Children’s lit comes with some fine distinctions because children change as readers much more than adults do. It’s not my area, but I hear people refer to middle grade (loosely ages 8-12), chapter books (6-10), first readers (5-6) and picture books.
It can sometimes be hard to tell what category a book belongs in, so you see references to Upper Middle Grade or Lower YA. A senior editor once told me that the shelf where one of his books lands has occasionally been determined by which buyer his salesperson knew better.
But another editor said that to her mind, the distinction is that at the end of a middle-grade book, the character is still a child. But at the end of a young adult book, the character has come of age.
What YA Is
The adult books are on the other side of the store from the children’s corner, and that’s where the YA books are. The emphasis in Young Adult is on the Adult part. As a matter of fact it’s estimated that more than half of YA books are read by adults.
The central character is a teen, most commonly about age 16. The age of the central character matters to teen readers. They are less interested in reading about characters younger than themselves. Adults are more likely to do that (which is why they still read YA) because they’re less fearful of making themselves look younger than they are.
YA novels can be about almost any subject, but violence is usually toned down and sex scenes fade to black.

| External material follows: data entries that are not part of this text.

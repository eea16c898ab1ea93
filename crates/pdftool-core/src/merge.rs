//! PDF Merge algorithm
//!
//! Combines multiple PDFs into a single document.

use crate::document::{inherited_attribute, load, save};
use crate::error::PdfToolError;
use lopdf::{Document, Object, ObjectId};
use std::collections::BTreeMap;

const INHERITABLE_KEYS: [&[u8]; 4] = [b"Resources", b"MediaBox", b"CropBox", b"Rotate"];

/// Merge multiple PDFs into one
///
/// The algorithm:
/// 1. If empty, return error
/// 2. If single document, return it as-is
/// 3. Use the first document as the destination
/// 4. For each source document:
///    a. Pin inherited page attributes onto the pages themselves
///    b. Calculate ID offset to avoid conflicts
///    c. Import all objects with remapped IDs
///    d. Append pages to the destination
/// 5. Re-parent pages, drop orphaned objects, compress and return
pub fn merge_documents(documents: Vec<Vec<u8>>) -> Result<Vec<u8>, PdfToolError> {
    let mut documents = documents.into_iter();
    let first = documents
        .next()
        .ok_or_else(|| PdfToolError::OperationError("No documents to merge".into()))?;

    let rest: Vec<Vec<u8>> = documents.collect();
    if rest.is_empty() {
        return Ok(first);
    }

    let mut dest = load(&first)
        .map_err(|e| PdfToolError::ParseError(format!("Failed to load document 0: {}", e)))?;
    let mut dest_max_id = dest.max_id;
    let mut dest_page_refs = get_page_references(&dest);

    for (i, doc_bytes) in rest.iter().enumerate() {
        let mut source = load(doc_bytes).map_err(|e| {
            PdfToolError::ParseError(format!("Failed to load document {}: {}", i + 1, e))
        })?;

        let source_pages = get_page_references(&source);
        pin_inherited_attributes(&mut source, &source_pages);

        // Calculate offset for object IDs to avoid conflicts
        let id_offset = dest_max_id;

        let mut remapped_objects = BTreeMap::new();
        for (old_id, object) in source.objects.into_iter() {
            let new_id = (old_id.0 + id_offset, old_id.1);
            remapped_objects.insert(new_id, remap_object_refs(object, id_offset));
        }
        dest.objects.extend(remapped_objects);

        dest_page_refs.extend(
            source_pages
                .into_iter()
                .map(|old_ref| (old_ref.0 + id_offset, old_ref.1)),
        );

        dest_max_id = (source.max_id + id_offset).max(dest_max_id);
    }

    dest.max_id = dest_max_id;
    update_page_tree(&mut dest, dest_page_refs)?;

    dest.prune_objects();
    dest.compress();
    save(&mut dest)
}

/// Get all page object references from a document, in page order
fn get_page_references(doc: &Document) -> Vec<ObjectId> {
    doc.get_pages().values().copied().collect()
}

/// Copy attributes inherited from the source page tree onto each page, since
/// the page will be re-parented under the destination's tree.
fn pin_inherited_attributes(doc: &mut Document, pages: &[ObjectId]) {
    for &page_id in pages {
        let missing: Vec<(&[u8], Object)> = INHERITABLE_KEYS
            .iter()
            .filter(|key| {
                doc.get_dictionary(page_id)
                    .map(|d| !d.has(key))
                    .unwrap_or(false)
            })
            .filter_map(|key| inherited_attribute(doc, page_id, key).map(|v| (*key, v)))
            .collect();

        if let Ok(page) = doc.get_dictionary_mut(page_id) {
            for (key, value) in missing {
                page.set(key.to_vec(), value);
            }
        }
    }
}

/// Recursively remap object references in an object
fn remap_object_refs(obj: Object, offset: u32) -> Object {
    match obj {
        Object::Reference(id) => Object::Reference((id.0 + offset, id.1)),
        Object::Array(arr) => Object::Array(
            arr.into_iter()
                .map(|o| remap_object_refs(o, offset))
                .collect(),
        ),
        Object::Dictionary(mut dict) => {
            for (_, value) in dict.iter_mut() {
                *value = remap_object_refs(std::mem::replace(value, Object::Null), offset);
            }
            Object::Dictionary(dict)
        }
        Object::Stream(mut stream) => {
            for (_, value) in stream.dict.iter_mut() {
                *value = remap_object_refs(std::mem::replace(value, Object::Null), offset);
            }
            Object::Stream(stream)
        }
        other => other,
    }
}

/// Point the destination page tree at the combined page list
fn update_page_tree(doc: &mut Document, page_refs: Vec<ObjectId>) -> Result<(), PdfToolError> {
    let catalog_id = crate::document::catalog_id(doc)?;

    let pages_id = doc
        .get_dictionary(catalog_id)
        .map_err(|_| PdfToolError::OperationError("Invalid catalog".into()))?
        .get(b"Pages")
        .and_then(Object::as_reference)
        .map_err(|_| PdfToolError::OperationError("No Pages in catalog".into()))?;

    for &page_id in &page_refs {
        if let Ok(page) = doc.get_dictionary_mut(page_id) {
            page.set("Parent", Object::Reference(pages_id));
        }
    }

    match doc.objects.get_mut(&pages_id) {
        Some(Object::Dictionary(pages_dict)) => {
            let kids = page_refs
                .iter()
                .map(|&id| Object::Reference(id))
                .collect::<Vec<_>>();
            pages_dict.set("Kids", Object::Array(kids));
            pages_dict.set("Count", Object::Integer(page_refs.len() as i64));
            Ok(())
        }
        _ => Err(PdfToolError::OperationError(
            "Invalid pages dictionary".into(),
        )),
    }
}
//! Plain-text report
//!
//! One numbered line per file, successes before failures.

use std::fmt::Write;

use crate::dispatcher::{output_names, BatchResult};
use crate::error::BatchError;

/// Text format reporter
pub struct TextReporter;

impl TextReporter {
    pub fn format(result: &BatchResult) -> Result<String, BatchError> {
        let mut output = String::new();

        if result.total_files == 0 {
            writeln!(output, "No files processed")?;
            if let Some(error) = &result.error {
                writeln!(output, "{}", error)?;
            }
            return Ok(output);
        }

        let total_secs = result.total_processing_ms() as f64 / 1000.0;
        let average_secs = total_secs / result.total_files as f64;

        writeln!(output)?;
        writeln!(output, "=== BATCH PROCESSING REPORT ===")?;
        writeln!(output, "Operation: {}", result.operation)?;
        writeln!(output, "Started: {}", result.started_at)?;
        writeln!(output, "Total files: {}", result.total_files)?;
        writeln!(output, "Successful: {}", result.success_count)?;
        writeln!(output, "Failed: {}", result.failure_count)?;
        writeln!(output, "Total processing time: {:.2} seconds", total_secs)?;
        writeln!(output, "Average time per file: {:.2} seconds", average_secs)?;
        writeln!(output, "Wall-clock time: {:.2} seconds", result.duration_ms as f64 / 1000.0)?;
        writeln!(output)?;
        writeln!(output, "Output directory: {}", result.output_dir.display())?;
        writeln!(output)?;
        writeln!(output, "DETAILED RESULTS:")?;

        for (i, file) in result.results().enumerate() {
            let secs = file.processing_time_ms as f64 / 1000.0;
            if file.success {
                writeln!(
                    output,
                    "{:2}. ✅ {} -> {} ({:.2}s)",
                    i + 1,
                    file.file_name(),
                    output_names(&file.output_paths),
                    secs
                )?;
            } else {
                writeln!(
                    output,
                    "{:2}. ❌ {} (Error: {}) ({:.2}s)",
                    i + 1,
                    file.file_name(),
                    file.error.as_deref().unwrap_or("unknown error"),
                    secs
                )?;
            }
        }

        Ok(output)
    }
}

#[cfg(test)]
mod tests {
    use super::*;
    use crate::report::test_support::create_test_result;
    use pretty_assertions::assert_eq;

    #[test]
    fn test_text_report_lines() {
        let output = TextReporter::format(&create_test_result()).unwrap();
        assert!(output.contains("=== BATCH PROCESSING REPORT ==="));
        assert!(output.contains("Total files: 2\nSuccessful: 1\nFailed: 1\n"));
        assert!(output.contains("Total processing time: 0.15 seconds"));
        assert!(output.contains("Average time per file: 0.0"));
        assert!(output.contains(
            " 1. ✅ report.pdf -> report_part_001.pdf, report_part_002.pdf (0.12s)"
        ));
        assert!(output.contains(
            " 2. ❌ broken.pdf (Error: Failed to parse PDF: invalid file header) (0.03s)"
        ));
    }

    #[test]
    fn test_empty_result() {
        let mut result = create_test_result();
        result.total_files = 0;
        result.processed_files.clear();
        result.failed_files.clear();
        result.error = Some("No files found matching the pattern".to_string());

        let output = TextReporter::format(&result).unwrap();
        assert_eq!(
            output,
            "No files processed\nNo files found matching the pattern\n"
        );
    }
}
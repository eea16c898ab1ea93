//! Shared lopdf plumbing: load/save, the Info dictionary, inherited page
//! attributes and a small builder for documents created from scratch.

use crate::error::PdfToolError;
use lopdf::{Dictionary, Document, Object, ObjectId, Stream};

/// US Letter, used when a page has no resolvable MediaBox.
pub const DEFAULT_MEDIA_BOX: [f32; 4] = [0.0, 0.0, 612.0, 792.0];

/// A4 in points.
pub const A4: (f32, f32) = (595.0, 842.0);

pub(crate) fn load(bytes: &[u8]) -> Result<Document, PdfToolError> {
    Document::load_mem(bytes).map_err(PdfToolError::parse)
}

pub(crate) fn save(doc: &mut Document) -> Result<Vec<u8>, PdfToolError> {
    let mut buffer = Vec::new();
    doc.save_to(&mut buffer).map_err(PdfToolError::save)?;
    Ok(buffer)
}

pub(crate) fn is_encrypted(doc: &Document) -> bool {
    doc.trailer.has(b"Encrypt")
}

/// Numeric value of an Integer or Real object.
pub(crate) fn number(obj: &Object) -> Option<f32> {
    match obj {
        Object::Integer(i) => Some(*i as f32),
        Object::Real(f) => Some(*f),
        _ => None,
    }
}

/// Follow a single level of indirection.
pub(crate) fn resolve<'a>(doc: &'a Document, obj: &'a Object) -> &'a Object {
    match obj {
        Object::Reference(id) => doc.get_object(*id).unwrap_or(obj),
        other => other,
    }
}

/// Look up a page attribute, walking up the `/Parent` chain for inheritable
/// keys (Resources, MediaBox, CropBox, Rotate).
pub(crate) fn inherited_attribute(doc: &Document, page_id: ObjectId, key: &[u8]) -> Option<Object> {
    let mut current = Some(page_id);
    // Guard against cyclic Parent links in damaged files.
    let mut depth = 0;
    while let Some(id) = current {
        if depth > 64 {
            break;
        }
        depth += 1;
        let dict = doc.get_dictionary(id).ok()?;
        if let Ok(value) = dict.get(key) {
            return Some(resolve(doc, value).clone());
        }
        current = dict.get(b"Parent").and_then(Object::as_reference).ok();
    }
    None
}

pub(crate) fn page_media_box(doc: &Document, page_id: ObjectId) -> [f32; 4] {
    let Some(Object::Array(values)) = inherited_attribute(doc, page_id, b"MediaBox") else {
        return DEFAULT_MEDIA_BOX;
    };
    let numbers: Vec<f32> = values
        .iter()
        .filter_map(|v| number(resolve(doc, v)))
        .collect();
    match numbers.as_slice() {
        [x0, y0, x1, y1] => [*x0, *y0, *x1, *y1],
        _ => DEFAULT_MEDIA_BOX,
    }
}

/// Id of the document Info dictionary, creating an empty one when the trailer
/// has none. An inline Info dictionary is promoted to an indirect object.
pub(crate) fn ensure_info_dict(doc: &mut Document) -> ObjectId {
    let (reference, inline) = match doc.trailer.get(b"Info") {
        Ok(Object::Reference(id)) => (Some(*id), None),
        Ok(Object::Dictionary(dict)) => (None, Some(dict.clone())),
        _ => (None, None),
    };
    if let Some(id) = reference {
        if doc.get_dictionary(id).is_ok() {
            return id;
        }
    }
    let id = doc.add_object(Object::Dictionary(inline.unwrap_or_else(Dictionary::new)));
    doc.trailer.set("Info", Object::Reference(id));
    id
}

pub(crate) fn info_dict(doc: &Document) -> Option<&Dictionary> {
    match doc.trailer.get(b"Info").ok()? {
        Object::Reference(id) => doc.get_dictionary(*id).ok(),
        Object::Dictionary(dict) => Some(dict),
        _ => None,
    }
}

pub(crate) fn catalog_id(doc: &Document) -> Result<ObjectId, PdfToolError> {
    doc.trailer
        .get(b"Root")
        .and_then(Object::as_reference)
        .map_err(|_| PdfToolError::OperationError("No Root in trailer".into()))
}

/// Builds a fresh document one page at a time.
pub(crate) struct DocumentBuilder {
    doc: Document,
    pages_id: ObjectId,
    kids: Vec<Object>,
}

impl DocumentBuilder {
    pub fn new() -> Self {
        let mut doc = Document::with_version("1.5");
        let pages_id = doc.new_object_id();
        Self {
            doc,
            pages_id,
            kids: Vec::new(),
        }
    }

    pub fn add_object(&mut self, object: impl Into<Object>) -> ObjectId {
        self.doc.add_object(object)
    }

    /// Append a page with the given size, resources and content stream.
    pub fn add_page(&mut self, width: f32, height: f32, resources: Dictionary, content: Vec<u8>) {
        let content_id = self
            .doc
            .add_object(Stream::new(Dictionary::new(), content));
        let page = Dictionary::from_iter(vec![
            ("Type", Object::Name(b"Page".to_vec())),
            ("Parent", Object::Reference(self.pages_id)),
            (
                "MediaBox",
                Object::Array(vec![
                    Object::Integer(0),
                    Object::Integer(0),
                    Object::Real(width),
                    Object::Real(height),
                ]),
            ),
            ("Resources", Object::Dictionary(resources)),
            ("Contents", Object::Reference(content_id)),
        ]);
        let page_id = self.doc.add_object(page);
        self.kids.push(Object::Reference(page_id));
    }

    pub fn page_count(&self) -> usize {
        self.kids.len()
    }

    pub fn finish(mut self) -> Result<Vec<u8>, PdfToolError> {
        let count = self.kids.len() as i64;
        let pages = Dictionary::from_iter(vec![
            ("Type", Object::Name(b"Pages".to_vec())),
            ("Count", Object::Integer(count)),
            ("Kids", Object::Array(self.kids)),
        ]);
        self.doc
            .objects
            .insert(self.pages_id, Object::Dictionary(pages));

        let catalog = Dictionary::from_iter(vec![
            ("Type", Object::Name(b"Catalog".to_vec())),
            ("Pages", Object::Reference(self.pages_id)),
        ]);
        let catalog_id = self.doc.add_object(catalog);
        self.doc.trailer.set("Root", Object::Reference(catalog_id));
        self.doc.compress();
        save(&mut self.doc)
    }
}

/// Font resource dictionary for one of the standard 14 Type1 fonts.
pub(crate) fn standard_font(base_font: &str) -> Dictionary {
    Dictionary::from_iter(vec![
        ("Type", Object::Name(b"Font".to_vec())),
        ("Subtype", Object::Name(b"Type1".to_vec())),
        ("BaseFont", Object::Name(base_font.as_bytes().to_vec())),
        ("Encoding", Object::Name(b"WinAnsiEncoding".to_vec())),
    ])
}

/// Encode text for a WinAnsi simple font. Characters outside Latin-1 become `?`.
pub(crate) fn encode_win_ansi(text: &str) -> Vec<u8> {
    text.chars()
        .map(|c| match c as u32 {
            0x20..=0x7E | 0xA0..=0xFF => c as u32 as u8,
            0x2018 | 0x2019 => b'\'',
            0x201C | 0x201D => b'"',
            0x2013 | 0x2014 => b'-',
            0x09 => b' ',
            _ => b'?',
        })
        .collect()
}

#[cfg(test)]
pub(crate) mod test_support {
    use lopdf::{content::Content, content::Operation, Dictionary, Document, Object, Stream};

    /// A simple PDF with N pages, each showing "<prefix>-Page-N".
    pub fn create_test_pdf(num_pages: u32, prefix: &str) -> Vec<u8> {
        let mut doc = Document::with_version("1.7");
        let pages_id = doc.new_object_id();
        let font_id = doc.add_object(super::standard_font("Helvetica"));

        let mut page_ids = Vec::new();
        for i in 0..num_pages {
            let content = Content {
                operations: vec![
                    Operation::new("BT", vec![]),
                    Operation::new(
                        "Tf",
                        vec![Object::Name(b"F1".to_vec()), Object::Integer(12)],
                    ),
                    Operation::new("Td", vec![Object::Integer(100), Object::Integer(700)]),
                    Operation::new(
                        "Tj",
                        vec![Object::String(
                            format!("{}-Page-{}", prefix, i + 1).into_bytes(),
                            lopdf::StringFormat::Literal,
                        )],
                    ),
                    Operation::new("ET", vec![]),
                ],
            };
            let content_id =
                doc.add_object(Stream::new(Dictionary::new(), content.encode().unwrap()));
            let resources = Dictionary::from_iter(vec![(
                "Font",
                Object::Dictionary(Dictionary::from_iter(vec![(
                    "F1",
                    Object::Reference(font_id),
                )])),
            )]);
            let page = Dictionary::from_iter(vec![
                ("Type", Object::Name(b"Page".to_vec())),
                ("Parent", Object::Reference(pages_id)),
                (
                    "MediaBox",
                    Object::Array(vec![
                        Object::Integer(0),
                        Object::Integer(0),
                        Object::Integer(612),
                        Object::Integer(792),
                    ]),
                ),
                ("Resources", Object::Dictionary(resources)),
                ("Contents", Object::Reference(content_id)),
            ]);
            page_ids.push(doc.add_object(page));
        }

        let pages = Dictionary::from_iter(vec![
            ("Type", Object::Name(b"Pages".to_vec())),
            ("Count", Object::Integer(num_pages as i64)),
            (
                "Kids",
                Object::Array(page_ids.iter().map(|id| Object::Reference(*id)).collect()),
            ),
        ]);
        doc.objects.insert(pages_id, Object::Dictionary(pages));

        let catalog = Dictionary::from_iter(vec![
            ("Type", Object::Name(b"Catalog".to_vec())),
            ("Pages", Object::Reference(pages_id)),
        ]);
        let catalog_id = doc.add_object(catalog);
        doc.trailer.set("Root", Object::Reference(catalog_id));

        let info = Dictionary::from_iter(vec![
            (
                "Title",
                Object::String(b"Quarterly Report".to_vec(), lopdf::StringFormat::Literal),
            ),
            (
                "Author",
                Object::String(b"Jane Doe".to_vec(), lopdf::StringFormat::Literal),
            ),
            (
                "Producer",
                Object::String(b"Test Suite".to_vec(), lopdf::StringFormat::Literal),
            ),
        ]);
        let info_id = doc.add_object(info);
        doc.trailer.set("Info", Object::Reference(info_id));

        let mut buffer = Vec::new();
        doc.save_to(&mut buffer).unwrap();
        buffer
    }
}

Yes, YA can have sex scenes though responsible writers and publishers try to treat sex and other sensitive topics in a way that respects the needs of young readers. These days that frequently means including a broad range of gender and sexual orientation too.
YA as a Marketing Category
YA is a basically a marketing category. Like all genre categorization, it’s meant to help readers find it. I call it a category rather than a genre in itself because YA includes a variety of genres: mystery, romance, fantasy, science fiction, contemporary life.
My guess is that all this matters only when a writer tries to pitch a book to a publisher or perhaps when someone tries to choose a gift. But if you know a YA writer, you’ll find they’re happier when you have some idea what they’re doing.